Pero la transversalidad de la IA hace que de momento solo se haya producido una pérdida la participación del trabajo en la producción, lo que genera desigualdady malestar social.

Las preguntas que surgen inmediatamente son ¿hay que prohibir o regular la inteligencia artificial?, ¿cómo hay que hacerlo? Una IA en manos de monopolios tecnológicos y estados autoritarios es una amenaza para la democracia y para la sociedad. También hay que ser realistas, medidas como detener la investigación en el área durante seis meses solo muestran una tierna ingenuidad sobre el compromiso de algunos gobiernos y empresas con la libertad.

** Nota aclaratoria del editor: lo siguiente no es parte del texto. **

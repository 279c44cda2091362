//! Salted password hashing (Argon2id, PHC string format).

use argon2::{
    Argon2,
    password_hash::{
        self, PasswordHash, PasswordHasher, PasswordVerifier, SaltString, rand_core::OsRng,
    },
};

use crate::{EngineError, ResultEngine};

/// Hash `password` with a fresh random salt.
pub(crate) fn hash_password(password: &str) -> ResultEngine<String> {
    let salt = SaltString::generate(&mut OsRng);
    Argon2::default()
        .hash_password(password.as_bytes(), &salt)
        .map(|hash| hash.to_string())
        .map_err(|err| EngineError::PasswordHash(err.to_string()))
}

/// Check `password` against a stored PHC string.
///
/// A mismatch is `Ok(false)`; only a corrupt stored hash is an error.
pub(crate) fn verify_password(password: &str, stored: &str) -> ResultEngine<bool> {
    let parsed =
        PasswordHash::new(stored).map_err(|err| EngineError::PasswordHash(err.to_string()))?;
    match Argon2::default().verify_password(password.as_bytes(), &parsed) {
        Ok(()) => Ok(true),
        Err(password_hash::Error::Password) => Ok(false),
        Err(err) => Err(EngineError::PasswordHash(err.to_string())),
    }
}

Aunque las estrategias de la UE y de EE.UU. coinciden conceptualmente en los principios clave de una IA digna de confianza y respaldan el importante papel de las normas internacionales, difieren en su planteamiento sobre la gestión del riesgo. El enfoque estadounidense está muy distribuido entre las agencias federales, que se están adaptando a la IA sin un marco legal. EE.UU. ha invertido en infraestructuras no reglamentarias, como un marco de gestión de riesgos, evaluaciones de sotftware y financiación de la investigación. Por otro lado, la recién aprobada legislación comunitaria tiene un planteamiento más centralizado y global, con una normativa adaptada a entornos digitales específicos como requisitos a la IA de alto riesgo, el uso gubernamental y/o en los productos de consumo, lo que permite más transparencia en el diseño de sistemas en medios y comercio electrónico, aunque puede generar efectos no deseados.

Cualquiera de los dos modelos debe tener cuidado de no limitar la innovación frente a terceros para evitar competir con una mano atada a la espalda en un contexto global. No podemos ser ingenuos. Por mucho que pensemos que existe una responsabilidad por parte de las autoridades y los usuarios, la IA va a seguir creciendo y desarrollándose y siempre habrá alguien dispuesto a utilizarla de forma artera por beneficio o por diversión. La fórmula que ha decidido utilizar la Unión Europea quizá sea la más acertada para evitar que, como en ‘Wall-E’, la inteligencia artificial nos devore la libertad, pero limitar su uso al ritmo de implantación actual es casi imposible y largo plazo los esfuerzos de Bruselas puede que solo sirvan para retrasar el desarrollo tecnológico de nuestra economía.

El autor es catedrático de Economía Aplicada de la Universidad Rey Juan Carlos.